Unfortunat­ely, the Kansas Legislatur­e originally sent a budget bill to the governor that will allow unscrupulo­us hospitals and pharmacy middlemen to exploit the 340B Drug Pricing Program for profits without making medicines more affordable for our neighbors.

A follow-up appropriat­ions bill passed by the Legislatur­e, House Bill 2551, would help limit that damage, and Gov. Laura Kelly should sign it into law.

PHANTOM DISCOUNTS

The 340B is a federal program that was designed to help low-income, underinsur­ed, and uninsured patients access their medicines.

The program requires drug manufactur­ers to provide discounts on prescripti­on medicines to certain safety-net, 340B hospitals, for-profit “contract pharmacies,” and federally-funded clinics.

The intent is that those 340B hospitals, pharmacies, and clinics will pass the savings they receive onto Kansas patients to help them afford their medication­s, but nothing in the federal law requires them to do so.

To make matters worse, 340B hospitals, pharmacies, and clinics in Kansas don’t even have to report on how they use drug discounts to benefit patients.

In the absence of those common-sense guardrails, 340B has exploded in Kansas and become a cash crop for big pharmacies and the nearly 100 340B hospitals in our state.

Today, only 49% of contract pharmacies in Kansas are situated in medically underserve­d areas.

More than half of Disproport­ionate Share Hospitals (DSHs) in

Kansas – or those serving a certain number of lowincome Medicare and Medicaid beneficiar­ies – earn more in estimated 340B profit than they spend on charity care.

Statewide, 80% of 340B hospitals in Kansas are below the national average for charity care levels.

Big pharmacy chains like CVS have even admitted that the 340B program is a significan­t revenue driver.
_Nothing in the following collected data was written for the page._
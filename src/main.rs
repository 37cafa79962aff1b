pub mod cache;
pub mod commands;
pub mod config;
pub mod db;
pub mod error;
pub mod giveaway;

use std::sync::Arc;
use std::time::Duration;

use chrono::Utc;
use teloxide::prelude::*;
use tracing::{info, warn};

use crate::cache::{KeyValueStore, MemoryStore, RedisStore};
use crate::commands::{BotContext, TelegramAnnouncer, TelegramMembershipApi};
use crate::config::{BotConfig, EngineConfig};
use crate::db::{AuditLog, EntryStore, GiveawayStore, establish_pool};
use crate::giveaway::strategies::SeededDrawStrategy;
use crate::giveaway::{
    CheckCoordinator, EligibilityEvaluator, EntryLedger, GiveawayController, GiveawayManager,
    MembershipOracle,
};

#[tokio::main]
async fn main() {
    tracing_subscriber::fmt::init();

    let config = BotConfig::from_env().expect("Incomplete bot configuration");
    let engine_config = EngineConfig::default();

    let pool = establish_pool(&config.database_url)
        .await
        .expect("Cannot open the giveaway database");

    // With several bot instances the locks and verdict caches have to be
    // shared, which is what the Redis store is for.
    let store: Arc<dyn KeyValueStore> = match &config.redis_url {
        Some(url) => {
            let redis = RedisStore::connect(url)
                .await
                .expect("Cannot connect to Redis");
            info!("using the Redis store for locks and verdicts");
            Arc::new(redis)
        }
        None => Arc::new(MemoryStore::new()),
    };

    let bot = Bot::new(&config.token);

    let giveaways = GiveawayStore::new(pool.clone());
    let ledger = Arc::new(EntryLedger::new(
        EntryStore::new(pool.clone()),
        AuditLog::new(pool.clone()),
    ));
    let oracle = MembershipOracle::new(
        Arc::new(TelegramMembershipApi::new(bot.clone())),
        store.clone(),
        &engine_config,
    );
    let evaluator = EligibilityEvaluator::new(oracle, &engine_config);
    let coordinator = CheckCoordinator::new(evaluator, ledger.clone(), store, &engine_config);
    let controller = GiveawayController::new(
        giveaways.clone(),
        ledger.clone(),
        AuditLog::new(pool),
        Box::new(SeededDrawStrategy::new()),
        Arc::new(TelegramAnnouncer::new(bot.clone())),
        &engine_config,
    );
    let manager = Arc::new(GiveawayManager::new(
        giveaways,
        ledger,
        coordinator,
        controller,
    ));

    tokio::spawn(run_sweeper(manager.clone(), engine_config.sweeper_period));

    let context = Arc::new(BotContext::new(manager));

    info!("starting the giveaway bot");
    Dispatcher::builder(bot, commands::schema())
        .dependencies(dptree::deps![context])
        .default_handler(|_| async {})
        .enable_ctrlc_handler()
        .build()
        .dispatch()
        .await;
}

// Closes giveaways whose deadline has passed while nobody was looking.
async fn run_sweeper(manager: Arc<GiveawayManager>, period: Duration) {
    let mut ticker = tokio::time::interval(period);
    loop {
        ticker.tick().await;
        match manager.end_overdue_giveaways(Utc::now()).await {
            Ok(ended) if !ended.is_empty() => {
                info!(count = ended.len(), "closed overdue giveaways");
            }
            Ok(_) => {}
            Err(err) => warn!(error = %err, "the deadline sweep failed"),
        }
    }
}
Meanwhile, one study revealed that most patients received 0% discounts even after the drug was purchased by providers at a discounted rate.

In rural Kansas, the exploitati­on of 340B is worse.

A “Rural Referral Centers” designatio­n within the 340B program seeks to enable rural providers to expand health care services in rural areas.

However, Rural Referral Centers do not have to be in rural areas or treat rural patients to qualify as 340B eligible.

In fact, a new study shows 82% of active 340B Rural Referral Centers are in urban areas, and 77% of their patients reside in urban areas.

This loophole is further compoundin­g challenges for the 57% of rural hospitals in Kansas that are on the brink of closing.

Rather than exacerbati­ng existing challenges, Kansas legislator­s and

Gov. Kelly should prioritize reforms that genuinely make medicines more affordable for vulnerable patients.